**ABOUT THIS EXERCISE**
Each line of the entries below that includes "water" belongs in your answer.

....

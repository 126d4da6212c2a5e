// src/logging.rs

//! Republishing of log records as pub/sub events.
//!
//! A [`LogPublisher`] is a thin sink bound to one endpoint and topic. It
//! formats a structured record into a small map and pushes it through
//! [`SocketManager::publish_safe`], consuming the facade exactly as any
//! other producer would.

use crate::error::SocketError;
use crate::manager::SocketManager;

use serde_json::{json, Value};
use tracing::Level;

/// A logging sink that publishes records through a Pub endpoint.
#[derive(Debug, Clone)]
pub struct LogPublisher {
  sockets: SocketManager,
  socket_name: String,
  topic: String,
}

impl LogPublisher {
  pub(crate) fn new(sockets: SocketManager, socket_name: &str, topic: &str) -> Self {
    Self {
      sockets,
      socket_name: socket_name.to_string(),
      topic: topic.to_string(),
    }
  }

  /// Publishes one record as `{"message", "arguments", "level"}` under
  /// the configured topic.
  pub async fn emit(&self, level: Level, message: &str, arguments: Value) -> Result<(), SocketError> {
    let record = json!({
      "message": message,
      "arguments": arguments,
      "level": level.to_string(),
    });
    self
      .sockets
      .publish_safe(&self.socket_name, &self.topic, &record)
      .await
  }

  /// Publishes an info-level record with no arguments.
  pub async fn info(&self, message: &str) -> Result<(), SocketError> {
    self.emit(Level::INFO, message, Value::Null).await
  }

  /// Publishes a warn-level record with no arguments.
  pub async fn warn(&self, message: &str) -> Result<(), SocketError> {
    self.emit(Level::WARN, message, Value::Null).await
  }

  /// Publishes an error-level record with no arguments.
  pub async fn error(&self, message: &str) -> Result<(), SocketError> {
    self.emit(Level::ERROR, message, Value::Null).await
  }
}

impl SocketManager {
  /// Returns a [`LogPublisher`] bound to a previously created endpoint.
  ///
  /// ```no_run
  /// # use std::sync::Arc;
  /// # use sockmux::{EndpointKind, InterestMask, SocketManager};
  /// # async fn example(sockets: SocketManager) -> Result<(), sockmux::SocketError> {
  /// sockets
  ///   .ensure_and_bind("logs", EndpointKind::Pub, "tcp://0.0.0.0:6000", InterestMask::WRITABLE)
  ///   .await?;
  /// let logger = sockets.log_publisher("logs", "logs");
  /// logger.info("server is up").await?;
  /// # Ok(())
  /// # }
  /// ```
  pub fn log_publisher(&self, socket_name: &str, topic: &str) -> LogPublisher {
    LogPublisher::new(self.clone(), socket_name, topic)
  }
}
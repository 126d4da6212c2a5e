// src/codec/msgpack.rs

use super::{Codec, CodecError};

use bytes::Bytes;
use serde_json::Value;

/// Serializes to and from MessagePack, a compact binary map encoding.
///
/// Wire-compatible with any msgpack peer as long as payloads stay within
/// the JSON data model (string-keyed maps, lists, numbers, strings,
/// booleans, null).
#[derive(Debug, Clone, Copy, Default)]
pub struct MsgPack;

impl Codec for MsgPack {
  fn pack(&self, value: &Value) -> Result<Bytes, CodecError> {
    Ok(Bytes::from(rmp_serde::to_vec(value)?))
  }

  fn unpack(&self, bytes: &[u8]) -> Result<Value, CodecError> {
    Ok(rmp_serde::from_slice(bytes)?)
  }
}
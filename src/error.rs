use std::io;
use thiserror::Error;

use crate::codec::CodecError;

/// Errors reported across the transport boundary.
///
/// Implementations of [`crate::transport::Transport`] and
/// [`crate::transport::Endpoint`] map their native failures onto these
/// variants; the manager either propagates them or wraps them into the
/// lifecycle variants of [`SocketError`].
#[derive(Error, Debug)]
#[non_exhaustive] // Allows adding more variants later without breaking change
pub enum TransportError {
  // --- I/O Errors ---
  #[error("I/O error: {0}")]
  Io(#[from] io::Error),

  // --- Connection/Binding Errors ---
  #[error("Address already in use: {0}")]
  AddrInUse(String),
  #[error("Address not available: {0}")]
  AddrNotAvailable(String),
  #[error("Connection refused by peer: {0}")]
  ConnectionRefused(String),
  #[error("Connection closed by peer or transport")]
  ConnectionClosed,
  #[error("Permission denied for endpoint: {0}")]
  PermissionDenied(String),

  // --- Endpoint Errors ---
  #[error("Invalid endpoint address: {0}")]
  InvalidAddress(String),
  #[error("Endpoint is closed")]
  EndpointClosed,

  // --- Option Errors ---
  #[error("Invalid socket option ID: {0}")]
  InvalidOption(i32),
  #[error("Invalid value provided for option ID {0}")]
  InvalidOptionValue(i32),

  // --- Unsupported ---
  #[error("Operation not supported by this endpoint kind: {0}")]
  UnsupportedOperation(&'static str),

  // --- Internal Errors ---
  #[error("Internal transport error: {0}")]
  Internal(String),
}

impl TransportError {
  /// Maps common `std::io::Error` kinds onto address-carrying variants.
  pub fn from_io_endpoint(e: io::Error, address: &str) -> Self {
    match e.kind() {
      io::ErrorKind::AddrInUse => TransportError::AddrInUse(address.to_string()),
      io::ErrorKind::AddrNotAvailable => TransportError::AddrNotAvailable(address.to_string()),
      io::ErrorKind::ConnectionRefused => TransportError::ConnectionRefused(address.to_string()),
      io::ErrorKind::PermissionDenied => TransportError::PermissionDenied(address.to_string()),
      io::ErrorKind::ConnectionReset | io::ErrorKind::BrokenPipe => TransportError::ConnectionClosed,
      _ => TransportError::Io(e),
    }
  }
}

/// Errors raised by [`crate::SocketManager`] operations.
///
/// Transient unavailability is never reported through this enum: the safe
/// facade returns `Ok(false)` / `Ok(None)` when a socket does not become
/// ready in time. These variants cover lifecycle and lookup mistakes and
/// hard transport/codec failures only.
#[derive(Error, Debug)]
#[non_exhaustive]
pub enum SocketError {
  #[error("no socket named {0:?}")]
  NotFound(String),

  #[error("a socket named {0:?} already exists")]
  AlreadyExists(String),

  #[error("socket {name:?} could not bind to address {address:?}")]
  Bind {
    name: String,
    address: String,
    #[source]
    source: Option<TransportError>,
  },

  #[error("socket {name:?} could not connect to address {address:?}")]
  Connect {
    name: String,
    address: String,
    #[source]
    source: Option<TransportError>,
  },

  #[error("Invalid argument provided: {0}")]
  InvalidArgument(String),

  #[error("Invalid message format for operation: {0}")]
  InvalidMessage(String),

  #[error("serialization backend error: {0}")]
  Codec(#[from] CodecError),

  #[error("transport error: {0}")]
  Transport(#[from] TransportError),
}

impl SocketError {
  pub(crate) fn bind(name: &str, address: &str, source: Option<TransportError>) -> Self {
    SocketError::Bind {
      name: name.to_string(),
      address: address.to_string(),
      source,
    }
  }

  pub(crate) fn connect(name: &str, address: &str, source: Option<TransportError>) -> Self {
    SocketError::Connect {
      name: name.to_string(),
      address: address.to_string(),
      source,
    }
  }
}
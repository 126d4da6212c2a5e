// src/transport/options.rs

//! Numeric option IDs understood by [`crate::transport::Endpoint::set_option`].
//!
//! Values are kept consistent with libzmq so transports backed by a real
//! ZeroMQ stack can pass them straight through.

/// Routing identity of the endpoint (often called ZMQ_IDENTITY).
pub const ROUTING_ID: i32 = 5;
/// Establish a message filter on a Sub endpoint. An empty value
/// subscribes to every topic.
pub const SUBSCRIBE: i32 = 6;
/// Remove a message filter from a Sub endpoint.
pub const UNSUBSCRIBE: i32 = 7;
/// Linger period for endpoint shutdown.
pub const LINGER: i32 = 17;
/// High water mark for outbound messages.
pub const SNDHWM: i32 = 23;
/// High water mark for inbound messages.
pub const RCVHWM: i32 = 24;
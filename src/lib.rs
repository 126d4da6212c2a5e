//! sockmux - named-socket registry and cooperative readiness
//! multiplexing for non-blocking messaging transports.
//!
//! Applications refer to transport endpoints by logical name, register
//! each with one shared multiplexer, and send/receive only when the
//! transport signals readiness, turning a poll-driven transport into
//! operations that "wait" cooperatively without blocking the process.

pub mod codec;
pub mod error;
pub mod event;
pub mod logging;
pub mod manager;
pub mod scheduler;
pub mod transport;

// Re-export core types for user convenience
pub use codec::{Codec, CodecError, Json, MsgPack};
pub use error::{SocketError, TransportError};
pub use event::Event;
pub use logging::LogPublisher;
pub use manager::{KeepPolling, SocketManager, Subscription, DEFAULT_POLLING_TIMEOUT, DEFAULT_TIMEOUT};
pub use scheduler::{Scheduler, TokioYield};
pub use transport::{
  Endpoint, EndpointId, EndpointKind, InterestMask, PollInterest, ReadinessSnapshot, Transport,
};

// --- Top-Level Functions ---

const VERSION_MAJOR: i32 = 0;
const VERSION_MINOR: i32 = 1;
const VERSION_PATCH: i32 = 0;

/// Returns the library version as a tuple (major, minor, patch).
pub fn version() -> (i32, i32, i32) {
  (VERSION_MAJOR, VERSION_MINOR, VERSION_PATCH)
}

/// Returns the major version number of the library.
pub fn version_major() -> i32 {
  VERSION_MAJOR
}

/// Returns the minor version number of the library.
pub fn version_minor() -> i32 {
  VERSION_MINOR
}

/// Returns the patch version number of the library.
pub fn version_patch() -> i32 {
  VERSION_PATCH
}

....

**COMPLETED TASK**
/// High water mark for outbound messages.
/// High water mark for inbound messages.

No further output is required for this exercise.